When Dalton first formulated his basic ideas on bonding 150 years ago, he was uncertain of the nature of the attractive forces which held atoms together. At first only naive pictures of hooked atoms interconnected with each other were used. Our present model really did not evolve until an understanding of the illucidation of the atomic structure of the atom. It is from this vantage point that we're able to gain the perceptions needed to view the combination of chemical elements.

Our present model of bonding is very sophisticated, but has its basis on the interaction of the valence electrons on atoms. Inner-core electrons feel large attractions to the nucleus, so it is only the valence electrons that become involved in bonding. The number of valence electrons associated with the atom of a representative element (any Group with an 'A' deignation) is obtained from its Group number. For example, elements in Group IA have one electron in their outer-most orbital, and have one valence electron. Group VIIA elements, the halogens, have seven valence electrons.

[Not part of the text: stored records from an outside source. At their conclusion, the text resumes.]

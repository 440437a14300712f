//! Resume dump: a JSON summary of every project and skill.

use serde::Serialize;
use std::path::{Path, PathBuf};

use crate::data::PortfolioStore;
use crate::error::ExportError;

/// File name used when the target is a directory.
pub const DUMP_FILE_NAME: &str = "portfolio_dump.json";

const DUMP_OWNER: &str = "Software Engineer";

#[derive(Debug, Clone, PartialEq, Eq, Serialize)]
pub struct ProjectEntry {
    pub name: String,
    pub tech: Vec<String>,
    pub achievements: Vec<String>,
}

#[derive(Debug, Clone, PartialEq, Eq, Serialize)]
pub struct SkillEntry {
    pub name: String,
    pub level: u8,
}

/// Structural transform of the data store
#[derive(Debug, Clone, PartialEq, Eq, Serialize)]
pub struct ResumeDump {
    pub name: String,
    pub projects: Vec<ProjectEntry>,
    pub skills: Vec<SkillEntry>,
}

impl ResumeDump {
    pub fn from_store(store: &PortfolioStore) -> ResumeDump {
        ResumeDump {
            name: DUMP_OWNER.to_string(),
            projects: store
                .projects
                .iter()
                .map(|p| ProjectEntry {
                    name: p.name.clone(),
                    tech: p.tech_stack.clone(),
                    achievements: p.achievements.clone(),
                })
                .collect(),
            skills: store
                .skills
                .iter()
                .map(|s| SkillEntry {
                    name: s.name.clone(),
                    level: s.level,
                })
                .collect(),
        }
    }

    pub fn to_pretty_json(&self) -> Result<String, ExportError> {
        Ok(serde_json::to_string_pretty(self)?)
    }
}

/// Resolve the output file: directories get `portfolio_dump.json` appended.
pub fn resolve_target(target: &Path) -> PathBuf {
    if target.is_dir() {
        target.join(DUMP_FILE_NAME)
    } else {
        target.to_path_buf()
    }
}

/// Serialize the store and write it to `target`, returning the file written.
pub fn write_dump(store: &PortfolioStore, target: &Path) -> Result<PathBuf, ExportError> {
    let path = resolve_target(target);
    let json = ResumeDump::from_store(store).to_pretty_json()?;

    if let Some(parent) = path.parent() {
        if !parent.as_os_str().is_empty() {
            std::fs::create_dir_all(parent).map_err(|source| ExportError::Write {
                path: path.display().to_string(),
                source,
            })?;
        }
    }
    std::fs::write(&path, json).map_err(|source| ExportError::Write {
        path: path.display().to_string(),
        source,
    })?;

    log::info!("[Export] Resume dump written to {}", path.display());
    Ok(path)
}

#[cfg(test)]
mod tests {
    use super::*;

    #[test]
    fn test_dump_shape_for_sample_data() {
        let dump = ResumeDump::from_store(&PortfolioStore::builtin());
        assert_eq!(dump.name, "Software Engineer");
        assert_eq!(dump.projects.len(), 5);
        assert_eq!(dump.skills.len(), 8);
        assert_eq!(dump.projects[2].tech[0], "Python");
        assert_eq!(dump.skills[0].level, 95);
    }

    #[test]
    fn test_pretty_json_uses_two_space_indent() {
        let json = ResumeDump::from_store(&PortfolioStore::builtin()).to_pretty_json().unwrap();
        assert!(json.starts_with("{\n  \"name\": \"Software Engineer\""));
        assert!(json.contains("\n  \"projects\": [\n    {\n      \"name\": \"E-Commerce_Platform\""));
    }
}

A pictorial representation of the number of valence electrons on an atom can be shown with a Lewis structure. The Lewis structure representation is very, very important tool to enhance our view of simple chemical compounds.

Interestingly enough, our study of the reactivity of the elements will begin with that group of elements that are the least reactive–the inert gases. The secret to their stability can be found in their electron configuration. As they contain fully filled electronic shells/sublevels. Helium has a 1s2 configuration, Ne is 1s22s22p6 each having completly filled shells. In argon it is true the 3d orbitals are unfilled, but those orbitals that are occupied are filled to saturation. The electrons are held tightly and as we have noted from ionization energies and electron affinities there is little desire to add to or remove electrons from their arrangements. Quite clearly these configurations exhibit unusual stability.

However, this stability of the elemental form does not occur in the two groups which flank the noble gases–the halogens and the alkali metals. We've already seen demonstrations showing the reactivity of members of both of these groups of elements. Moreover, although we have not studied these reactions, these two groups have a particular propensity to react with each other. And when doing so it is always to form a compound inwhich the atomic ratio is 1:1. Sodium chloride, NaCl, is of course the most familiar example.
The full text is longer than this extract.